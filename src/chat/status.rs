use serde::Serialize;
use std::collections::BTreeMap;
use std::sync::{Arc, RwLock};

use super::types::Platform;

/// プラットフォームごとの接続状態
#[derive(Debug, Clone, Default)]
pub struct ConnectionStatus {
    flags: Arc<RwLock<BTreeMap<Platform, bool>>>,
}

/// 接続状態のスナップショット
#[derive(Debug, Clone, Copy, Default, PartialEq, Eq, Serialize)]
#[serde(rename_all = "camelCase")]
pub struct ConnectionSnapshot {
    pub twitch: bool,
    pub youtube: bool,
}

impl ConnectionSnapshot {
    /// いずれかに接続中か
    pub fn is_connected(&self) -> bool {
        self.twitch || self.youtube
    }
}

impl ConnectionStatus {
    pub fn new() -> Self {
        Self::default()
    }

    /// 状態を設定し、変化があればtrueを返す
    pub fn set(&self, platform: Platform, connected: bool) -> bool {
        let mut flags = self.flags.write().unwrap_or_else(|e| e.into_inner());
        flags.insert(platform, connected) != Some(connected)
    }

    pub fn get(&self, platform: Platform) -> bool {
        self.flags
            .read()
            .unwrap_or_else(|e| e.into_inner())
            .get(&platform)
            .copied()
            .unwrap_or(false)
    }

    pub fn snapshot(&self) -> ConnectionSnapshot {
        ConnectionSnapshot {
            twitch: self.get(Platform::Twitch),
            youtube: self.get(Platform::YouTube),
        }
    }
}
//! ユーザー向け通知
//!
//! 送りっぱなし（応答なし）。表示時間の管理は受け取る側のUIに任せる。

use serde::{Deserialize, Serialize};

/// 通知の種別
#[derive(Debug, Clone, Copy, PartialEq, Eq, Serialize, Deserialize)]
#[serde(rename_all = "lowercase")]
pub enum NotificationKind {
    Success,
    Error,
    Warning,
    Info,
}

#[derive(Debug, Clone, PartialEq, Eq, Serialize, Deserialize)]
#[serde(rename_all = "camelCase")]
pub struct Notification {
    pub id: String,
    #[serde(rename = "type")]
    pub kind: NotificationKind,
    pub title: String,
    #[serde(default, skip_serializing_if = "Option::is_none")]
    pub message: Option<String>,
    /// 表示時間（ミリ秒）
    #[serde(default, skip_serializing_if = "Option::is_none")]
    pub duration: Option<u64>,
}

impl Notification {
    pub fn new(kind: NotificationKind, title: impl Into<String>, message: impl Into<String>) -> Self {
        Self {
            id: format!("notification-{}", uuid::Uuid::new_v4()),
            kind,
            title: title.into(),
            message: Some(message.into()),
            duration: None,
        }
    }

    pub fn success(title: impl Into<String>, message: impl Into<String>) -> Self {
        Self::new(NotificationKind::Success, title, message)
    }

    pub fn error(title: impl Into<String>, message: impl Into<String>) -> Self {
        Self::new(NotificationKind::Error, title, message)
    }

    pub fn warning(title: impl Into<String>, message: impl Into<String>) -> Self {
        Self::new(NotificationKind::Warning, title, message)
    }

    pub fn info(title: impl Into<String>, message: impl Into<String>) -> Self {
        Self::new(NotificationKind::Info, title, message)
    }
}

/// 通知の送り先
pub trait NotificationSink: Send + Sync {
    fn notify(&self, notification: Notification);
}

/// 通知をログに出力するだけのシンク
#[derive(Debug, Default, Clone, Copy)]
pub struct LogNotifier;

impl NotificationSink for LogNotifier {
    fn notify(&self, notification: Notification) {
        let detail = notification.message.as_deref().unwrap_or("");
        match notification.kind {
            NotificationKind::Error => log::error!("[{}] {}", notification.title, detail),
            NotificationKind::Warning => log::warn!("[{}] {}", notification.title, detail),
            NotificationKind::Success | NotificationKind::Info => {
                log::info!("[{}] {}", notification.title, detail)
            }
        }
    }
}

#[cfg(test)]
mod tests {
    use super::*;

    #[test]
    fn test_serialized_shape() {
        let n = Notification::warning("Twitch Chat Disconnected", "Lost connection to Twitch chat");
        let json = serde_json::to_value(&n).unwrap();

        assert_eq!(json["type"], "warning");
        assert_eq!(json["title"], "Twitch Chat Disconnected");
        assert_eq!(json["message"], "Lost connection to Twitch chat");
        assert!(json.get("duration").is_none());
        assert!(json["id"].as_str().unwrap().starts_with("notification-"));
    }

    #[test]
    fn test_ids_are_unique() {
        let a = Notification::info("a", "");
        let b = Notification::info("a", "");
        assert_ne!(a.id, b.id);
    }
}
mod http;
pub mod types;
mod websocket;

pub use http::{router, start_http_server};
pub use types::{ServerState, WsMessage};
pub use websocket::{start_websocket_server, WebSocketState};

use std::sync::Arc;
use tokio::sync::RwLock;

/// サーバー用の共有状態を作成
pub fn create_server_state() -> ServerState {
    Arc::new(RwLock::new(websocket::WebSocketState::new()))
}
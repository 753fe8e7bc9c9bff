use chrono::DateTime;
use serde::Deserialize;
use std::collections::BTreeSet;

use crate::chat::{ChatMessage, InvalidMessage, Platform};

/// YouTubeコメントの表示色
pub const YOUTUBE_COLOR: &str = "#ff0000";

// チャットバックエンドのレスポンス型

#[derive(Debug, Deserialize)]
pub struct AuthResponse {
    #[serde(default)]
    pub access_token: Option<String>,
}

#[derive(Debug, Deserialize)]
pub struct ChatIdResponse {
    #[serde(rename = "liveChatId")]
    pub live_chat_id: Option<String>,
}

/// 1ページ分のコメント
///
/// 各要素は検証前の生JSONのまま保持し、1件ずつ `parse_item` で変換する。
#[derive(Debug, Default, Deserialize)]
pub struct LiveChatMessagesResponse {
    #[serde(default)]
    pub items: Vec<serde_json::Value>,
    #[serde(rename = "nextPageToken")]
    pub next_page_token: Option<String>,
    #[serde(rename = "pollingIntervalMillis")]
    pub polling_interval_millis: Option<u64>,
}

#[derive(Debug, Deserialize)]
pub struct LiveChatMessageItem {
    pub id: Option<String>,
    pub snippet: MessageSnippet,
    #[serde(rename = "authorDetails")]
    pub author_details: AuthorDetails,
}

#[derive(Debug, Deserialize)]
pub struct MessageSnippet {
    #[serde(rename = "publishedAt")]
    pub published_at: Option<String>,
    #[serde(rename = "displayMessage")]
    pub display_message: Option<String>,
}

#[derive(Debug, Deserialize)]
pub struct AuthorDetails {
    #[serde(rename = "displayName")]
    pub display_name: Option<String>,
    #[serde(rename = "isChatOwner", default)]
    pub is_chat_owner: bool,
    #[serde(rename = "isChatModerator", default)]
    pub is_chat_moderator: bool,
    #[serde(rename = "isChatSponsor", default)]
    pub is_chat_sponsor: bool,
}

/// 投稿者の属性からバッジを生成（それぞれ独立に付与）
pub fn extract_badges(author: &AuthorDetails) -> BTreeSet<String> {
    let mut badges = BTreeSet::new();
    if author.is_chat_owner {
        badges.insert("owner".to_string());
    }
    if author.is_chat_moderator {
        badges.insert("moderator".to_string());
    }
    if author.is_chat_sponsor {
        badges.insert("member".to_string());
    }
    badges
}

/// 生のコメントJSONを共通メッセージに変換して検証
pub fn parse_item(value: serde_json::Value) -> Result<ChatMessage, InvalidMessage> {
    let item: LiveChatMessageItem =
        serde_json::from_value(value).map_err(|e| InvalidMessage::Malformed(e.to_string()))?;

    let id = item
        .id
        .filter(|id| !id.is_empty())
        .ok_or(InvalidMessage::MissingId)?;

    let published_at = item
        .snippet
        .published_at
        .as_deref()
        .ok_or_else(|| InvalidMessage::Malformed("missing publishedAt".to_string()))?;
    let timestamp = DateTime::parse_from_rfc3339(published_at)
        .map_err(|e| InvalidMessage::Malformed(format!("publishedAt {:?}: {}", published_at, e)))?
        .timestamp_millis();

    ChatMessage {
        id: format!("youtube-{}", id),
        platform: Platform::YouTube,
        username: item.author_details.display_name.clone().unwrap_or_default(),
        message: item.snippet.display_message.unwrap_or_default(),
        timestamp,
        color: Some(YOUTUBE_COLOR.to_string()),
        badges: extract_badges(&item.author_details),
        emotes: vec![],
    }
    .validate()
}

====

## WORK REQUEST
From the listing, copy every line where the string "LiveChatMessageItem" appears.

## SOLUTION TO THIS TASK
pub struct LiveChatMessageItem {
    let item: LiveChatMessageItem =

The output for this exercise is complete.